South Korea's presidential office has warned of a "thorough crackdown" against campaigners sending anti-Pyongyang leaflets across the border, after North Korea expressed its fury over the campaigns.
Kim You-geun, a national security official at the Blue House in Seoul, said on Thursday that the campaigns did not help the "efforts to achieve peace and prosperity of the Korean peninsula".
Seoul's unification ministry also filed a legal complaint with the police against two defector groups for sending anti-Pyongyang leaflets across the border.
The ministry added that the two groups of North Korean defectors had "violated an agreement between the leaders of the North and the South and created tension."
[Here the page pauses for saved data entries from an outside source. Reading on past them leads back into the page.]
use alloc::collections::BTreeSet;
use rand::prelude::*;

use crate::*;

/// Source of mine layouts for `Board::start`. Kept behind a trait so trials
/// can seed placement deterministically and alternate front ends can bring
/// their own distribution.
pub trait MineGenerator {
    fn generate(
        &mut self,
        config: GameConfig,
        start: Coord2,
        neighbors: &NeighborIndex,
    ) -> Result<BTreeSet<Coord2>>;
}

/// Uniform rejection sampling: draw random coordinates, skipping the start
/// tile, its whole neighborhood, and anything already mined, until the
/// requested count is placed.
#[derive(Clone, Debug)]
pub struct RandomMineGenerator {
    rng: SmallRng,
}

impl RandomMineGenerator {
    pub fn from_seed(seed: u64) -> Self {
        Self {
            rng: SmallRng::seed_from_u64(seed),
        }
    }
}

impl MineGenerator for RandomMineGenerator {
    fn generate(
        &mut self,
        config: GameConfig,
        start: Coord2,
        neighbors: &NeighborIndex,
    ) -> Result<BTreeSet<Coord2>> {
        let (rows, cols) = config.size;
        let start_zone = neighbors.of(start);
        let mut mined = BTreeSet::new();

        // The validated config keeps rejection sampling finite in
        // expectation; the cap turns anything it cannot see into an error
        // instead of a hang.
        let max_attempts = u64::from(config.total_cells())
            .saturating_mul(64)
            .max(100_000);
        let mut attempts: u64 = 0;

        while mined.len() < config.mines as usize {
            attempts += 1;
            if attempts > max_attempts {
                log::warn!(
                    "mine placement gave up after {} attempts ({} of {} placed)",
                    max_attempts,
                    mined.len(),
                    config.mines
                );
                return Err(GameError::PlacementFailed);
            }

            let coords = (
                self.rng.random_range(0..rows),
                self.rng.random_range(0..cols),
            );
            if coords == start || start_zone.contains(&coords) || mined.contains(&coords) {
                continue;
            }
            mined.insert(coords);
        }

        Ok(mined)
    }
}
The leaflets -- usually attached to hot air balloons or floated in bottles -- criticize North Korean leader Kim Jong-un on a regular basis over his nuclear ambitions.
North Korea has issued a series of vitriolic denunciations of the South since last week over sending anti-Pyongyang leaflets.
Officials in Seoul said they will consider a ban on leaflet launches after a recent statement on the campaigns from Kim Yo Jong, the younger sister and key adviser to the North Korean leader.
North has also warned South Korea of the possible scrapping of a recent inter-Korean military agreement if Seoul fails to stop North Korean defectors from sending propaganda leaflets into the Demilitarized Zone (DMZ) separating the two countries.
The Korean Central News Agency (KCNA) has described leaflet scattering as "an act of a preemptive attack that precedes a war".
South Korea's President Moon Jae-in earlier this week expressed "strong regret" over the leaflet launches, saying the government would mount a "thorough crackdown" against them.
The leaflet campaigns have long been a thorny issue between the two Koreas.
A thaw between the two Koreas began back in January 2018 when leaders from the two countries met, diplomatic visits were exchanged, and joint events were held.
South Korea also brokered diplomacy between the North and the United States. While incumbent US President Donald Trump met with Kim three times, interactions between Washington and Pyongyang gradually came to a halt over Trump’s refusal to relieve any of the harsh US sanctions on the North in spite of several major goodwill measures by Pyongyang.
The United States has been attempting to pressure the North into giving up its nuclear weapons program.
North Korea maintains that its nuclear and missile capabilities are intended to defend the country against potential aggression amid persisting joint war games by Seoul and Washington on the Korean peninsula.
The two Koreas remain technically at war since the 1950-1953 Korean War ended with an armistice rather than a peace treaty.